Sentii che stava per cedere. Gli spiriti me lo stavano dicendo. Poi mi dissero anche un'altra cosa.
– Il bambino è, qui, dobbiamo salvarlo! – le urlai, e lei annuì, e urlò a sua volta parole incomprensibili, e spinse l'aria con le braccia come a girare una grossa ruota incastrata, che alla fine si mosse, e l'intero vortice prese a girare all'inverso, sempre più veloce, sempre più piccolo, finché con uno schiocco si richiuse tranciando la punta di una zanna del Gargantua, e l'ultima onda d'urto ci investì mandandoci gambe all'aria, e l'intera realtà attorno a noi sembrò rivoltarsi come un guanto.
Quando riuscii a rialzarmi, dolorante e con un taglietto sul labbro, forse per un morso involontario, la chiesa mi apparve completamente cambiata. Non era più l'edificio splendente di candele accese a ogni angolo, di vetrate colorate e di dipinti sacri in ogni nicchia e parete. Sembrava vecchia, polverosa, buia e cadente. Come una chiesetta antica ormai abbandonata. La luce non veniva dalle candele o dalle vetrate, ma da uno squarcio sul tetto.
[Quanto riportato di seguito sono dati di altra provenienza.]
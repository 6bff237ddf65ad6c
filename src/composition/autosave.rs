//! Autosave of compositions to a key-value store
//!
//! A snapshot holds the complete composition state, undo and redo stacks
//! included, plus a SHA-256 checksum of the serialized state. Restoring a
//! missing or damaged snapshot never fails: the caller gets a fresh
//! composition and a status saying why.

use chrono::{DateTime, Utc};
use log::{info, warn};
use serde::{Deserialize, Serialize};
use sha2::{Digest, Sha256};

use super::model::{Composition, CompositionState};
use crate::config::{AutosaveConfig, CompositionConfig};
use crate::error::{Result, SolfaError};
use crate::storage::KeyValueStore;

/// Current snapshot format version.
pub const SNAPSHOT_VERSION: u32 = 1;

/// Serialized composition plus integrity data.
#[derive(Debug, Clone, PartialEq, Serialize, Deserialize)]
pub struct CompositionSnapshot {
    pub version: u32,
    pub saved_at: DateTime<Utc>,
    /// Hex SHA-256 of the JSON-serialized `state`.
    pub checksum: String,
    pub state: CompositionState,
}

impl CompositionSnapshot {
    pub fn capture(composition: &Composition) -> Result<Self> {
        let state = composition.state().clone();
        Ok(Self {
            version: SNAPSHOT_VERSION,
            saved_at: Utc::now(),
            checksum: Self::checksum(&state)?,
            state,
        })
    }

    fn checksum(state: &CompositionState) -> Result<String> {
        let content = serde_json::to_vec(state)?;
        Ok(format!("{:x}", Sha256::digest(&content)))
    }

    /// Check version and checksum.
    pub fn verify(&self) -> Result<()> {
        if self.version != SNAPSHOT_VERSION {
            return Err(SolfaError::SnapshotCorrupted {
                reason: format!("unsupported snapshot version {}", self.version),
            });
        }
        let actual = Self::checksum(&self.state)?;
        if actual != self.checksum {
            return Err(SolfaError::SnapshotCorrupted {
                reason: "checksum mismatch".to_string(),
            });
        }
        Ok(())
    }

    /// Parse and verify a stored snapshot.
    pub fn decode(raw: &str) -> Result<Self> {
        let snapshot: CompositionSnapshot =
            serde_json::from_str(raw).map_err(|e| SolfaError::SnapshotCorrupted {
                reason: e.to_string(),
            })?;
        snapshot.verify()?;
        Ok(snapshot)
    }
}

/// How a restore went.
#[derive(Debug, Clone, PartialEq, Eq)]
pub enum RestoreStatus {
    Restored,
    /// Nothing stored under the key.
    Missing,
    /// Stored value failed to parse or verify.
    Corrupted(String),
    /// The store itself failed.
    Unavailable(String),
}

/// Periodic autosave bookkeeping.
#[derive(Debug, Clone)]
pub struct AutosaveManager {
    config: AutosaveConfig,
    last_save_ms: Option<u64>,
    last_error: Option<String>,
}

impl AutosaveManager {
    pub fn new(config: AutosaveConfig) -> Self {
        Self {
            config,
            last_save_ms: None,
            last_error: None,
        }
    }

    pub fn key(&self) -> &str {
        &self.config.key
    }

    pub fn interval_ms(&self) -> u64 {
        self.config.interval_ms
    }

    pub fn last_save_ms(&self) -> Option<u64> {
        self.last_save_ms
    }

    /// Message of the most recent failed save, cleared by a successful one.
    pub fn last_error(&self) -> Option<&str> {
        self.last_error.as_deref()
    }

    /// Whether an interval has elapsed since the last save.
    pub fn should_autosave(&self, now_ms: u64) -> bool {
        if !self.config.enabled {
            return false;
        }
        match self.last_save_ms {
            None => true,
            Some(last) => now_ms.saturating_sub(last) >= self.config.interval_ms,
        }
    }

    /// Write a snapshot of `composition`.
    pub fn save(
        &mut self,
        store: &mut dyn KeyValueStore,
        composition: &Composition,
        now_ms: u64,
    ) -> Result<()> {
        let result = CompositionSnapshot::capture(composition)
            .and_then(|snapshot| Ok(serde_json::to_string(&snapshot)?))
            .and_then(|json| store.set(&self.config.key, &json));

        match result {
            Ok(()) => {
                self.last_save_ms = Some(now_ms);
                self.last_error = None;
                info!("Autosaved {} entries", composition.len());
                Ok(())
            }
            Err(e) => {
                warn!("Autosave failed: {}", e);
                self.last_error = Some(e.to_string());
                Err(e)
            }
        }
    }

    /// Load the stored snapshot, falling back to a fresh composition.
    pub fn restore(
        &self,
        store: &dyn KeyValueStore,
        config: CompositionConfig,
    ) -> (Composition, RestoreStatus) {
        let raw = match store.get(&self.config.key) {
            Ok(Some(raw)) => raw,
            Ok(None) => return (Composition::new(config), RestoreStatus::Missing),
            Err(e) => {
                warn!("Autosave store unavailable: {}", e);
                return (
                    Composition::new(config),
                    RestoreStatus::Unavailable(e.to_string()),
                );
            }
        };

        match CompositionSnapshot::decode(&raw) {
            Ok(snapshot) => {
                info!(
                    "Restored autosave from {} ({} entries)",
                    snapshot.saved_at,
                    snapshot.state.entries.len()
                );
                (
                    Composition::from_state(snapshot.state, config),
                    RestoreStatus::Restored,
                )
            }
            Err(e) => {
                warn!("Discarding autosave: {}", e);
                (
                    Composition::new(config),
                    RestoreStatus::Corrupted(e.to_string()),
                )
            }
        }
    }

    /// Remove the stored snapshot.
    pub fn clear(&mut self, store: &mut dyn KeyValueStore) -> Result<()> {
        store.remove(&self.config.key)
    }
}

#[cfg(test)]
mod tests {
    use super::*;
    use crate::composition::{Accidental, NoteDuration};
    use crate::hand::Sign;
    use crate::storage::MemoryStore;
    use pretty_assertions::assert_eq;

    fn edited() -> Composition {
        let mut composition = Composition::default();
        composition.add_note(Sign::Do, 4, None);
        composition.add_note(Sign::Re, 4, None);
        composition.undo().unwrap();
        composition.octave_up();
        composition.set_accidental(Some(Accidental::Sharp));
        composition.set_note_duration(NoteDuration::Half);
        composition.set_tempo(150);
        composition
    }

    #[test]
    fn test_restore_brings_back_history() {
        let mut store = MemoryStore::new();
        let mut manager = AutosaveManager::new(AutosaveConfig::default());
        let original = edited();
        manager.save(&mut store, &original, 10_000).unwrap();

        let (mut restored, status) = manager.restore(&store, CompositionConfig::default());
        assert_eq!(status, RestoreStatus::Restored);
        assert_eq!(restored.state(), original.state());

        restored.redo().unwrap();
        assert_eq!(restored.len(), 2);
        restored.undo().unwrap();
        restored.undo().unwrap();
        assert!(restored.is_empty());
    }

    #[test]
    fn test_missing_snapshot_is_fresh() {
        let store = MemoryStore::new();
        let manager = AutosaveManager::new(AutosaveConfig::default());
        let (composition, status) = manager.restore(&store, CompositionConfig::default());
        assert_eq!(status, RestoreStatus::Missing);
        assert!(composition.is_empty());
    }

    #[test]
    fn test_tampered_snapshot_is_rejected() {
        let mut store = MemoryStore::new();
        let mut manager = AutosaveManager::new(AutosaveConfig::default());
        manager.save(&mut store, &edited(), 0).unwrap();

        let raw = store.get("solfa.autosave").unwrap().unwrap();
        let tampered = raw.replace("\"tempo\":150", "\"tempo\":90");
        assert_ne!(raw, tampered);
        store.set("solfa.autosave", &tampered).unwrap();

        let (composition, status) = manager.restore(&store, CompositionConfig::default());
        assert!(matches!(status, RestoreStatus::Corrupted(_)));
        assert!(composition.is_empty());
        assert_eq!(composition.tempo(), 120);
    }

    #[test]
    fn test_garbage_snapshot_is_rejected() {
        let mut store = MemoryStore::new();
        store.set("solfa.autosave", "not json").unwrap();
        let manager = AutosaveManager::new(AutosaveConfig::default());
        let (_, status) = manager.restore(&store, CompositionConfig::default());
        assert!(matches!(status, RestoreStatus::Corrupted(_)));
    }

    #[test]
    fn test_unavailable_store_reports_error() {
        let mut store = MemoryStore::unavailable();
        let mut manager = AutosaveManager::new(AutosaveConfig::default());
        assert!(manager.save(&mut store, &edited(), 0).is_err());
        assert!(manager.last_error().is_some());
        assert_eq!(manager.last_save_ms(), None);

        let (_, status) = manager.restore(&store, CompositionConfig::default());
        assert!(matches!(status, RestoreStatus::Unavailable(_)));
    }

    #[test]
    fn test_should_autosave_interval() {
        let mut store = MemoryStore::new();
        let mut manager = AutosaveManager::new(AutosaveConfig::default());
        assert!(manager.should_autosave(0));
        manager.save(&mut store, &Composition::default(), 1_000).unwrap();
        assert!(!manager.should_autosave(10_999));
        assert!(manager.should_autosave(11_000));
    }
}
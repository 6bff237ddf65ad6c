//! Integration Tests
//!
//! End-to-end tests for the Solfa pipeline: frames in, composition and
//! audio out.

use std::sync::Arc;

use pretty_assertions::assert_eq;
use serde_json::json;
use tempfile::tempdir;

use solfa::audio::{
    bounce_composition, render_composition_to_wav, CaptureBackend, ChannelLayout, NullBackend,
};
use solfa::composition::{Composition, Entry, ExportDocument, NoteDuration, RestoreStatus};
use solfa::config::{CompositionConfig, ConfigHandle, DebounceConfig, InputMode, SessionConfig};
use solfa::hand::fixtures::{flat_hand_at, sign_hand};
use solfa::hand::{Frame, Handedness, Sign};
use solfa::storage::{FileStore, KeyValueStore, MemoryStore};
use solfa::{Command, Session, SessionEvent};

fn init_logging() {
    let _ = env_logger::builder().is_test(true).try_init();
}

fn quick_config(mode: InputMode) -> SessionConfig {
    SessionConfig {
        input_mode: mode,
        record_commits: true,
        debounce: DebounceConfig {
            confidence_threshold: 0.85,
            hold_frames: 4,
        },
        ..SessionConfig::default()
    }
}

/// Hold each sign for `frames` frames with a gap frame between them
fn perform(session: &mut Session, signs: &[Sign], frames: u64) -> u64 {
    let mut t = 0;
    for &sign in signs {
        for _ in 0..frames {
            session.process_frame(&Frame::new(t, vec![sign_hand(sign)]));
            t += 33;
        }
        session.process_frame(&Frame::new(t, vec![]));
        t += 33;
    }
    t
}

// === Full Pipeline Tests ===

#[test]
fn test_signs_to_composition_to_audio() {
    init_logging();
    let backend = CaptureBackend::new();
    let captured = backend.handle();

    let mut session = Session::new(
        Arc::new(quick_config(InputMode::HandOnly)),
        Box::new(MemoryStore::new()),
    )
    .unwrap();
    assert!(session.initialize_audio(Box::new(backend)));

    perform(&mut session, &[Sign::Do, Sign::Re, Sign::Mi], 4);
    let pitches: Vec<Sign> = session.composition().notes().map(|n| n.pitch).collect();
    assert_eq!(pitches, vec![Sign::Do, Sign::Re, Sign::Mi]);

    session.execute_command(Command::Play).unwrap();
    let block = session.render_audio(4800).unwrap();
    assert_eq!(block.num_channels(), ChannelLayout::Stereo.num_channels());
    assert!(block.peak() > 0.0);
    assert_eq!(captured.frames(), 4800);
}

#[test]
fn test_flickering_sign_never_commits() {
    let mut session = Session::new(
        Arc::new(quick_config(InputMode::HandOnly)),
        Box::new(MemoryStore::new()),
    )
    .unwrap();
    // alternate signs every three frames: never four agreeing frames
    for i in 0..30u64 {
        let sign = if (i / 3) % 2 == 0 { Sign::Sol } else { Sign::La };
        let events = session.process_frame(&Frame::new(i * 33, vec![sign_hand(sign)]));
        assert!(events.is_empty(), "frame {} produced {:?}", i, events);
    }
    assert!(session.composition().is_empty());
}

#[test]
fn test_zone_control_with_cooldown() {
    let mut config = quick_config(InputMode::HandZones);
    config.zones.hold_ms = 500;
    config.zones.cooldown_ms = 2000;
    let mut session = Session::new(Arc::new(config), Box::new(MemoryStore::new())).unwrap();
    session.initialize_audio(Box::new(NullBackend::new()));

    // control hand resting in the top zone (octave up) for 3 s
    let mut fired = Vec::new();
    for i in 0..=60u64 {
        let t = i * 50;
        let events = session.process_frame(&Frame::new(
            t,
            vec![flat_hand_at(Handedness::Left, 0.5, 0.15)],
        ));
        for event in events {
            if let SessionEvent::CommandExecuted { command, .. } = event {
                fired.push((t, command));
            }
        }
    }
    // completions at 500, 1000, ... fire at 500 and again once cooled at 2500
    assert_eq!(
        fired,
        vec![(500, Command::OctaveUp), (2500, Command::OctaveUp)]
    );
    assert_eq!(session.composition().current_octave(), 6);
}

#[test]
fn test_motion_mode_vertical_swipe_adds_note() {
    let mut config = quick_config(InputMode::HandMotion);
    config.record_commits = false;
    let mut session = Session::new(Arc::new(config), Box::new(MemoryStore::new())).unwrap();

    let mut t = 0;
    for _ in 0..4 {
        session.process_frame(&Frame::new(t, vec![sign_hand(Sign::Ti)]));
        t += 50;
    }
    assert!(session.composition().is_empty());

    // wrist sweeps down while ti is held
    let start = t;
    let mut added = false;
    while t <= start + 1000 {
        let progress = (t - start) as f32 / 1000.0;
        let control = flat_hand_at(Handedness::Left, 0.5, 0.3 + 0.5 * progress);
        let events = session.process_frame(&Frame::new(t, vec![sign_hand(Sign::Ti), control]));
        added |= events
            .iter()
            .any(|e| matches!(e, SessionEvent::NoteRecorded(n) if n.pitch == Sign::Ti));
        t += 50;
    }
    assert!(added);
    assert_eq!(session.composition().len(), 1);
}

// === Composition Tests ===

#[test]
fn test_undo_redo_restores_order() {
    let mut composition = Composition::new(CompositionConfig::default());
    let signs = [Sign::Sol, Sign::Fa, Sign::Mi, Sign::Re, Sign::Do];
    for sign in signs {
        composition.add_sign(sign);
    }
    for _ in 0..signs.len() {
        composition.undo().unwrap();
    }
    assert!(composition.is_empty());
    assert_eq!(composition.undo().unwrap_err().error_code(), "NOTHING_TO_UNDO");

    for _ in 0..signs.len() {
        composition.redo().unwrap();
    }
    let pitches: Vec<Sign> = composition.notes().map(|n| n.pitch).collect();
    assert_eq!(pitches, signs.to_vec());
}

#[test]
fn test_export_import_round_trip() {
    let mut composition = Composition::new(CompositionConfig::default());
    composition.set_note_duration(NoteDuration::Eighth);
    composition.add_sign(Sign::La);
    composition.add_rest(NoteDuration::Half);
    composition.octave_down();
    composition.add_sign(Sign::Ti);
    composition.faster();

    let json = composition.export_document("round trip").to_json_pretty().unwrap();
    let document = ExportDocument::from_json(&json).unwrap();

    let mut restored = Composition::new(CompositionConfig::default());
    restored.import_document(&document).unwrap();
    assert_eq!(
        restored.export_document("round trip").notes,
        composition.export_document("round trip").notes
    );
    assert_eq!(restored.tempo(), composition.tempo());
    assert_eq!(restored.time_signature(), composition.time_signature());
}

// === Persistence Tests ===

#[test]
fn test_autosave_survives_restart_with_history() {
    init_logging();
    let dir = tempdir().unwrap();
    let mut config = quick_config(InputMode::HandOnly);
    config.autosave.interval_ms = 1000;
    let config = Arc::new(config);

    {
        let store = FileStore::open(dir.path()).unwrap();
        let mut session = Session::new(Arc::clone(&config), Box::new(store)).unwrap();
        let t = perform(&mut session, &[Sign::Do, Sign::Sol], 4);
        session.execute_command(Command::Undo).unwrap();
        let events = session.tick(t + 1000);
        assert!(events
            .iter()
            .any(|e| matches!(e, SessionEvent::Autosaved { .. })));
    }

    let store = FileStore::open(dir.path()).unwrap();
    let mut session = Session::new(config, Box::new(store)).unwrap();
    assert_eq!(session.status().restore, RestoreStatus::Restored);
    assert_eq!(session.composition().len(), 1);

    // the undone note comes back through the restored redo stack
    session.execute_command(Command::Redo).unwrap();
    let pitches: Vec<Sign> = session.composition().notes().map(|n| n.pitch).collect();
    assert_eq!(pitches, vec![Sign::Do, Sign::Sol]);
}

#[test]
fn test_corrupt_autosave_yields_fresh_composition() {
    let mut store = MemoryStore::new();
    store.set("solfa.autosave", "{ not json").unwrap();

    let session = Session::new(
        Arc::new(SessionConfig::default()),
        Box::new(store),
    )
    .unwrap();
    assert!(matches!(session.status().restore, RestoreStatus::Corrupted(_)));
    assert!(session.composition().is_empty());
}

// === Configuration Tests ===

#[test]
fn test_config_file_and_handle() {
    let dir = tempdir().unwrap();
    let path = dir.path().join("solfa.json");
    std::fs::write(
        &path,
        json!({
            "input_mode": "hand_voice",
            "debounce": { "hold_frames": 6 },
            "audio": { "timbre": "organ", "voice_mode": "mono" }
        })
        .to_string(),
    )
    .unwrap();

    let config = SessionConfig::load(&path).unwrap();
    assert_eq!(config.input_mode, InputMode::HandVoice);
    assert_eq!(config.debounce.hold_frames, 6);
    assert_eq!(config.debounce.confidence_threshold, 0.85);

    let mut handle = ConfigHandle::new(config).unwrap();
    let before = handle.snapshot();
    assert!(handle.update(|c| c.debounce.hold_frames = 0).is_err());
    assert_eq!(handle.snapshot(), before);

    let mut session = Session::new(handle.snapshot(), Box::new(MemoryStore::new())).unwrap();
    let updated = handle.update(|c| c.input_mode = InputMode::HandZones).unwrap();
    session.apply_config(updated).unwrap();
    assert_eq!(session.input_mode(), InputMode::HandZones);
    assert_eq!(before.input_mode, InputMode::HandVoice);
}

// === Offline Rendering Tests ===

#[test]
fn test_bounce_and_wav_export_agree() {
    let mut composition = Composition::new(CompositionConfig::default());
    for sign in [Sign::Do, Sign::Mi, Sign::Sol, Sign::Do] {
        composition.add_sign(sign);
    }
    let audio = solfa::config::AudioConfig {
        sample_rate: 16000,
        ..Default::default()
    };

    let bounced = bounce_composition(&composition, &audio).unwrap();
    let dir = tempdir().unwrap();
    let path = dir.path().join("bounce").join("song.wav");
    let frames = render_composition_to_wav(&composition, &audio, &path).unwrap();
    assert_eq!(frames, bounced.len());

    let mut reader = hound::WavReader::open(&path).unwrap();
    let samples: Vec<f32> = reader.samples::<f32>().map(|s| s.unwrap()).collect();
    assert_eq!(samples, bounced.to_interleaved());
}

#[test]
fn test_effects_shape_session_output() {
    let mut session = Session::new(
        Arc::new(quick_config(InputMode::HandOnly)),
        Box::new(MemoryStore::new()),
    )
    .unwrap();
    session.initialize_audio(Box::new(NullBackend::new()));
    let engine = session.engine_mut();
    let distortion = engine
        .add_effect("distortion", &json!({"curve": "hard", "drive": 1.0}))
        .unwrap();
    engine.add_effect("reverb", &json!({"mix": 0.2})).unwrap();
    engine.move_effect(&distortion, 1).unwrap();
    assert_eq!(engine.effects().routing().len(), 4);
    assert_eq!(engine.effects().routing()[2], distortion);

    perform(&mut session, &[Sign::La], 4);
    let block = session.render_audio(1024).unwrap();
    assert!(block.is_finite());
    assert!(block.peak() <= 1.0);
    assert!(matches!(session.composition().entries(), [Entry::Note(_)]));
}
– Non so se riuscirò a sistemare tutto questo – si lamentò la Sentinella.
Ma a me non importava, io avevo altro in mente. Spronato dalle voci incalzanti degli spiriti mi alzai, lo cercai, lo chiamai anche se sapevo che Suadente non era il suo vero nome, come Sognatore non era il mio, e Sentinella non era quello della donna con cui convivevo. Ma non avevo altro nome per il bambino.
Lo trovai rannicchiato in un angolo a piangere, accanto al corpo della madre. Non era cambiato nulla per lui. Solo, quando alzò gli occhi, stavolta non mi parlò. Capii che non osava farlo, per paura che il suo potere, la sua voce, uccidesse qualcun altro. In silenzio mi si avvicinò e mi abbracciò le gambe.
– Sei ancora del parere che non dovremmo prenderlo con noi? – mi chiese La Sentinella nell'affiancarsi a me.
Non ci fu alcun bisogno di rispondere.